_THE PROBLEM_.
Copy every entry precisely.

Stored entries:
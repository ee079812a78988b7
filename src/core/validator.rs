//! Validator contract shared by every file format

use std::fmt;
use std::path::Path;
use thiserror::Error;

/// Classification of a single file
#[derive(Debug, Clone, PartialEq, Eq)]
pub enum ValidationOutcome {
    Valid,
    /// The reason is advisory text for logs only
    Invalid { reason: String },
    /// The validator could not judge the file (resource limit, unsupported
    /// codec feature). Never grounds for deletion.
    Inconclusive { reason: String },
}

impl ValidationOutcome {
    pub fn invalid(reason: impl Into<String>) -> Self {
        ValidationOutcome::Invalid {
            reason: reason.into(),
        }
    }

    pub fn inconclusive(reason: impl Into<String>) -> Self {
        ValidationOutcome::Inconclusive {
            reason: reason.into(),
        }
    }

    pub fn is_valid(&self) -> bool {
        matches!(self, ValidationOutcome::Valid)
    }
}

impl fmt::Display for ValidationOutcome {
    fn fmt(&self, f: &mut fmt::Formatter<'_>) -> fmt::Result {
        match self {
            ValidationOutcome::Valid => write!(f, "valid"),
            ValidationOutcome::Invalid { reason } => write!(f, "invalid ({})", reason),
            ValidationOutcome::Inconclusive { reason } => write!(f, "inconclusive ({})", reason),
        }
    }
}

/// Conditions that make a validator unable to judge any file at all.
///
/// A corrupt file is never an error; it is a [`ValidationOutcome::Invalid`].
#[derive(Debug, Error)]
pub enum ValidatorError {
    #[error("external tool `{tool}` could not be launched: {source}")]
    ToolUnavailable {
        tool: String,
        #[source]
        source: std::io::Error,
    },
}

/// A format-specific structural check.
///
/// Implementations must be read-only: deleting files is the remediator's job.
pub trait Validator: Send + Sync {
    /// Short label used in log lines, e.g. "PDF" or "image"
    fn kind(&self) -> &'static str;

    /// Classify the file at `path`
    fn validate(&self, path: &Path) -> Result<ValidationOutcome, ValidatorError>;

    /// Check that the validator can run at all before the scan starts
    fn preflight(&self) -> Result<(), ValidatorError> {
        Ok(())
    }
}
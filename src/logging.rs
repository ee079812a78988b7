//! Tracing subscriber setup

use anyhow::{Context, Result};
use std::fs;
use std::path::Path;
use tracing_appender::non_blocking::WorkerGuard;
use tracing_subscriber::prelude::*;
use tracing_subscriber::{fmt, EnvFilter};

/// Default filter when neither `--log-level` nor `RUST_LOG` is set
pub const DEFAULT_LOG_FILTER: &str = "info";

/// Name of the per-run log file, e.g. `scan_2024-03-01_14-05-09.log`
pub fn log_file_name() -> String {
    format!("scan_{}.log", chrono::Local::now().format("%Y-%m-%d_%H-%M-%S"))
}

/// Install the global subscriber: stdout always, plus a plain-text file in
/// `log_dir` when given.
///
/// Hold the returned guard until exit; dropping it flushes the log file.
pub fn init_logger(level: Option<&str>, log_dir: Option<&Path>) -> Result<Option<WorkerGuard>> {
    let filter_layer = match level {
        Some(level) => EnvFilter::try_new(level)
            .with_context(|| format!("Invalid log level filter: {}", level))?,
        None => EnvFilter::try_from_default_env()
            .unwrap_or_else(|_| EnvFilter::new(DEFAULT_LOG_FILTER)),
    };

    let (file_layer, guard, log_path) = match log_dir {
        Some(dir) => {
            fs::create_dir_all(dir)
                .with_context(|| format!("Failed to create log directory {}", dir.display()))?;
            let file_name = log_file_name();
            let file_appender = tracing_appender::rolling::never(dir, &file_name);
            let (non_blocking, guard) = tracing_appender::non_blocking(file_appender);
            let layer = fmt::layer().with_writer(non_blocking).with_ansi(false);
            (Some(layer), Some(guard), Some(dir.join(file_name)))
        }
        None => (None, None, None),
    };

    tracing_subscriber::registry()
        .with(
            fmt::layer()
                .with_writer(std::io::stdout)
                .with_target(false)
                .without_time(),
        )
        .with(file_layer)
        .with(filter_layer)
        .try_init()
        .context("Failed to install tracing subscriber")?;

    if let Some(path) = &log_path {
        tracing::info!("Logging details to: {}", path.display());
    }

    Ok(guard)
}
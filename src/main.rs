use anyhow::{Context, Result};
use clap::Parser;
use std::path::PathBuf;
use std::sync::atomic::Ordering;
use tracing::{info, warn};

use integrity_scanner_rs::core::pdf_validator::DEFAULT_PDF_PROBE;
use integrity_scanner_rs::logging;
use integrity_scanner_rs::pipeline::DEFAULT_PROGRESS_EVERY;
use integrity_scanner_rs::prelude::*;

#[derive(Parser)]
#[command(name = "integrity_scanner_rs")]
#[command(about = "Finds corrupt PDFs and images under a directory and deletes them", long_about = None)]
struct Cli {
    /// Root directory to scan recursively
    directory: PathBuf,

    /// Number of parallel validator threads (default: number of CPUs)
    #[arg(short, long)]
    workers: Option<usize>,

    /// External program used to probe PDFs; exit status 0 means valid
    #[arg(long, env = "INTEGRITY_PDF_PROBE", default_value = DEFAULT_PDF_PROBE)]
    pdf_probe: String,

    /// Report invalid files without deleting them
    #[arg(long)]
    dry_run: bool,

    /// Log a progress line every N processed files
    #[arg(long, default_value_t = DEFAULT_PROGRESS_EVERY)]
    progress_every: u64,

    /// Write the final summary as JSON to this file
    #[arg(long)]
    summary_json: Option<PathBuf>,

    /// Also write the log to a timestamped file in this directory
    #[arg(long)]
    log_dir: Option<PathBuf>,

    /// Log filter, e.g. "info" or "debug" (default: RUST_LOG or info)
    #[arg(long)]
    log_level: Option<String>,

    /// Run in batch mode (no progress spinner)
    #[arg(long)]
    batch: bool,
}

fn main() -> Result<()> {
    let cli = Cli::parse();

    let _guard = logging::init_logger(cli.log_level.as_deref(), cli.log_dir.as_deref())?;

    let config = ScanConfig {
        root: cli.directory.clone(),
        workers: cli.workers,
        progress_every: cli.progress_every,
        policy: if cli.dry_run {
            RemediationPolicy::ReportOnly
        } else {
            RemediationPolicy::Delete
        },
    };
    let registry = ValidatorRegistry::standard(PdfValidator::with_command(cli.pdf_probe.as_str()));
    let scanner = Scanner::new(config, registry);

    // Set up graceful shutdown handler
    let shutdown_flag = scanner.cancel_flag();
    ctrlc::set_handler(move || {
        eprintln!("\n⚠️  Shutdown requested. Finishing current files...");
        shutdown_flag.store(true, Ordering::SeqCst);
    })
    .context("Error setting Ctrl-C handler")?;

    info!("Integrity Scanner (Rust Edition)");
    if cli.dry_run {
        info!("Dry run: invalid files will be reported, not deleted");
    }

    let reporter: Box<dyn ScanReporter> = if cli.batch {
        Box::new(TracingReporter)
    } else {
        Box::new(ProgressReporter::new(TracingReporter))
    };

    let summary = scanner
        .run(reporter)
        .with_context(|| format!("Scan of {} aborted", cli.directory.display()))?;

    if let Some(ref output) = cli.summary_json {
        write_summary(output, &summary)?;
        info!("Summary saved to: {}", output.display());
    }

    if summary.cancelled {
        warn!(
            "Graceful shutdown complete after {} files",
            summary.counters.processed()
        );
    }

    Ok(())
}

_OUTPUT BELOW_.
repository ee079812a78988b7
filename src/core/validator.rs
//! Validator contract shared by every file format

use std::fmt;
use std::path::Path;
use thiserror::Error;

/// Classification of a single file
#[derive(Debug, Clone, PartialEq, Eq)]
pub enum ValidationOutcome {
    Valid,
    /// The reason is advisory text for logs only
    Invalid { reason: String },
    /// The validator could not judge the file (resource limit, unsupported
    /// codec feature). Never grounds for deletion.
    Inconclusive { reason: String },
}

impl ValidationOutcome {
    pub fn invalid(reason: impl Into<String>) -> Self {
        ValidationOutcome::Invalid {
            reason: reason.into(),
        }
    }

    pub fn inconclusive(reason: impl Into<String>) -> Self {
        ValidationOutcome::Inconclusive {
            reason: reason.into(),
        }
    }

    pub fn is_valid(&self) -> bool {
        matches!(self, ValidationOutcome::Valid)
    }
}

impl fmt::Display for ValidationOutcome {
    fn fmt(&self, f: &mut fmt::Formatter<'_>) -> fmt::Result {
        match self {
            ValidationOutcome::Valid => write!(f, "valid"),
            ValidationOutcome::Invalid { reason } => write!(f, "invalid ({})", reason),
            ValidationOutcome::Inconclusive { reason } => write!(f, "inconclusive ({})", reason),
        }
    }
}

/// Conditions that make a validator unable to judge any file at all.
///
/// A corrupt file is never an error; it is a [`ValidationOutcome::Invalid`].
#[derive(Debug, Error)]
pub enum ValidatorError {
    #[error("external tool `{tool}` could not be launched: {source}")]
    ToolUnavailable {
        tool: String,
        #[source]
        source: std::io::Error,
    },
}

/// A format-specific structural check.
///
/// Implementations must be read-only: deleting files is the remediator's job.
pub trait Validator: Send + Sync {
    /// Short label used in log lines, e.g. "PDF" or "image"
    fn kind(&self) -> &'static str;

    /// Classify the file at `path`
    fn validate(&self, path: &Path) -> Result<ValidationOutcome, ValidatorError>;

    /// Check that the validator can run at all before the scan starts
    fn preflight(&self) -> Result<(), ValidatorError> {
        Ok(())
    }
}
filename src/logging.rs
repository ee079812a78988b7
//! Tracing subscriber setup

use anyhow::{Context, Result};
use std::fs;
use std::path::Path;
use tracing_appender::non_blocking::WorkerGuard;
use tracing_subscriber::prelude::*;
use tracing_subscriber::{fmt, EnvFilter};

/// Default filter when neither `--log-level` nor `RUST_LOG` is set
pub const DEFAULT_LOG_FILTER: &str = "info";

/// Name of the per-run log file, e.g. `scan_2024-03-01_14-05-09.log`
pub fn log_file_name() -> String {
    format!("scan_{}.log", chrono::Local::now().format("%Y-%m-%d_%H-%M-%S"))
}

/// Install the global subscriber: stdout always, plus a plain-text file in
/// `log_dir` when given.
///
/// Hold the returned guard until exit; dropping it flushes the log file.
pub fn init_logger(level: Option<&str>, log_dir: Option<&Path>) -> Result<Option<WorkerGuard>> {
    let filter_layer = match level {
        Some(level) => EnvFilter::try_new(level)
            .with_context(|| format!("Invalid log level filter: {}", level))?,
        None => EnvFilter::try_from_default_env()
            .unwrap_or_else(|_| EnvFilter::new(DEFAULT_LOG_FILTER)),
    };

    let (file_layer, guard, log_path) = match log_dir {
        Some(dir) => {
            fs::create_dir_all(dir)
                .with_context(|| format!("Failed to create log directory {}", dir.display()))?;
            let file_name = log_file_name();
            let file_appender = tracing_appender::rolling::never(dir, &file_name);
            let (non_blocking, guard) = tracing_appender::non_blocking(file_appender);
            let layer = fmt::layer().with_writer(non_blocking).with_ansi(false);
            (Some(layer), Some(guard), Some(dir.join(file_name)))
        }
        None => (None, None, None),
    };

    tracing_subscriber::registry()
        .with(
            fmt::layer()
                .with_writer(std::io::stdout)
                .with_target(false)
                .without_time(),
        )
        .with(file_layer)
        .with(filter_layer)
        .try_init()
        .context("Failed to install tracing subscriber")?;

    if let Some(path) = &log_path {
        tracing::info!("Logging details to: {}", path.display());
    }

    Ok(guard)
}
filename src/main.rs
use anyhow::{Context, Result};
use clap::Parser;
use std::path::PathBuf;
use std::sync::atomic::Ordering;
use tracing::{info, warn};

use integrity_scanner_rs::core::pdf_validator::DEFAULT_PDF_PROBE;
use integrity_scanner_rs::logging;
use integrity_scanner_rs::pipeline::DEFAULT_PROGRESS_EVERY;
use integrity_scanner_rs::prelude::*;

#[derive(Parser)]
#[command(name = "integrity_scanner_rs")]
#[command(about = "Finds corrupt PDFs and images under a directory and deletes them", long_about = None)]
struct Cli {
    /// Root directory to scan recursively
    directory: PathBuf,

    /// Number of parallel validator threads (default: number of CPUs)
    #[arg(short, long)]
    workers: Option<usize>,

    /// External program used to probe PDFs; exit status 0 means valid
    #[arg(long, env = "INTEGRITY_PDF_PROBE", default_value = DEFAULT_PDF_PROBE)]
    pdf_probe: String,

    /// Report invalid files without deleting them
    #[arg(long)]
    dry_run: bool,

    /// Log a progress line every N processed files
    #[arg(long, default_value_t = DEFAULT_PROGRESS_EVERY)]
    progress_every: u64,

    /// Write the final summary as JSON to this file
    #[arg(long)]
    summary_json: Option<PathBuf>,

    /// Also write the log to a timestamped file in this directory
    #[arg(long)]
    log_dir: Option<PathBuf>,

    /// Log filter, e.g. "info" or "debug" (default: RUST_LOG or info)
    #[arg(long)]
    log_level: Option<String>,

    /// Run in batch mode (no progress spinner)
    #[arg(long)]
    batch: bool,
}

fn main() -> Result<()> {
    let cli = Cli::parse();

    let _guard = logging::init_logger(cli.log_level.as_deref(), cli.log_dir.as_deref())?;

    let config = ScanConfig {
        root: cli.directory.clone(),
        workers: cli.workers,
        progress_every: cli.progress_every,
        policy: if cli.dry_run {
            RemediationPolicy::ReportOnly
        } else {
            RemediationPolicy::Delete
        },
    };
    let registry = ValidatorRegistry::standard(PdfValidator::with_command(cli.pdf_probe.as_str()));
    let scanner = Scanner::new(config, registry);

    // Set up graceful shutdown handler
    let shutdown_flag = scanner.cancel_flag();
    ctrlc::set_handler(move || {
        eprintln!("\n⚠️  Shutdown requested. Finishing current files...");
        shutdown_flag.store(true, Ordering::SeqCst);
    })
    .context("Error setting Ctrl-C handler")?;

    info!("Integrity Scanner (Rust Edition)");
    if cli.dry_run {
        info!("Dry run: invalid files will be reported, not deleted");
    }

    let reporter: Box<dyn ScanReporter> = if cli.batch {
        Box::new(TracingReporter)
    } else {
        Box::new(ProgressReporter::new(TracingReporter))
    };

    let summary = scanner
        .run(reporter)
        .with_context(|| format!("Scan of {} aborted", cli.directory.display()))?;

    if let Some(ref output) = cli.summary_json {
        write_summary(output, &summary)?;
        info!("Summary saved to: {}", output.display());
    }

    if summary.cancelled {
        warn!(
            "Graceful shutdown complete after {} files",
            summary.counters.processed()
        );
    }

    Ok(())
}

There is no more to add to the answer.